Whether it was the Telerín Family , Topo Gigio or Casimiro , as children we have always had a reference that the older ones used to send us to bed. The appearance on television of one of these characters, depending on the decade, marked bedtime. Sometimes, that moment had to be accompanied by the reading of a story or, for the little ones, with a lullaby that, in theory, should reassure and relax the child. And I say in theory, because how do you relax a child with this lullaby... If the child falls asleep it is because of sheer terror of the coconut
Go to sleep child,
go to sleep now,
the coconut is coming
and it will eat you.
In fact, The coconut is coming (1799) is an engraving by the painter Francisco de Goya in which he criticized that parents frighten children with ghosts and beings that did not exist. According to a manuscript from the National Library in which this engraving is explained, «Silly mothers make children fearful by frightening them with the Coco; and other worse ones use this artifice to be alone with their lovers when they cannot get their children away from them » (the woman's face doesn't show much fear…)
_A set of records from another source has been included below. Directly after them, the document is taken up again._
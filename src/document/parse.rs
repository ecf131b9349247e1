//! Markup to arena conversion.

use super::{ContentDocument, DocumentToken, Element, NodeData, NodeId, parse_inline_style};
use crate::error::Result;
use roxmltree::{Document, ParsingOptions};

/// Parse chapter markup. Fragments are wrapped in a `body` first.
pub(super) fn parse_markup(markup: &str, page: u32) -> Result<ContentDocument> {
    let trimmed = markup.trim_start();
    let is_document = trimmed.starts_with("<?xml")
        || trimmed.starts_with("<!DOCTYPE")
        || trimmed.starts_with("<!doctype")
        || trimmed.starts_with("<html")
        || trimmed.starts_with("<body");

    let wrapped;
    let source = if is_document {
        markup
    } else {
        wrapped = format!("<body>{}</body>", markup);
        wrapped.as_str()
    };

    let mut options = ParsingOptions::default();
    options.allow_dtd = true;
    let xml = Document::parse_with_options(source, options)?;

    let mut doc = ContentDocument {
        nodes: Vec::new(),
        root: NodeId(0),
        page,
        token: DocumentToken::next(),
    };

    let body = xml
        .descendants()
        .find(|n| n.is_element() && n.tag_name().name().eq_ignore_ascii_case("body"));

    match body {
        Some(body) => {
            let root = doc.alloc(NodeData::Element(convert_element(body)), None);
            doc.root = root;
            for child in body.children() {
                copy_node(&mut doc, child, root);
            }
        }
        None => {
            // No body at all: keep the whole tree under a synthetic one.
            let root = doc.alloc(NodeData::Element(Element::new("body")), None);
            doc.root = root;
            copy_node(&mut doc, xml.root_element(), root);
        }
    }

    tracing::debug!(
        page = page,
        nodes = doc.nodes.len(),
        "Parsed page markup"
    );

    Ok(doc)
}

fn convert_element(node: roxmltree::Node<'_, '_>) -> Element {
    let mut element = Element::new(node.tag_name().name());
    element.attrs = node
        .attributes()
        .map(|a| (a.name().to_string(), a.value().to_string()))
        .collect();
    element.style = parse_inline_style(element.attr("style").unwrap_or_default());
    element
}

fn copy_node(doc: &mut ContentDocument, node: roxmltree::Node<'_, '_>, parent: NodeId) {
    if node.is_element() {
        let id = doc.alloc(NodeData::Element(convert_element(node)), Some(parent));
        for child in node.children() {
            copy_node(doc, child, id);
        }
    } else if node.is_text()
        && let Some(text) = node.text()
        && !text.trim().is_empty()
    {
        doc.alloc(NodeData::Text(text.to_string()), Some(parent));
    }
}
And what was the bogeyman in ancient Rome? Well, the Lemurs . The lullaby could have been something like this...
Go to sleep child,
go to sleep now,
the lemur is coming
and will eat you
In ancient Rome, the Lemures they were the specters, the ghosts or spirits of death that roamed the night scaring and tormenting the living. On the 9th, 11th and 13th of Maivs (May) the Lemuria took place , intended to placate the Lemures . The Pater Familias He had to get up before dawn and perform a series of rituals (throwing a handful of black beans down his back, hitting a bronze object, etc.) to expel evil spirits. It would be the Swedish naturalist and botanist Linnaeus who would give the name of lemurs to these primates of the island of Madagascar for their nocturnal habits, their ghostly reflective eyes and their screams.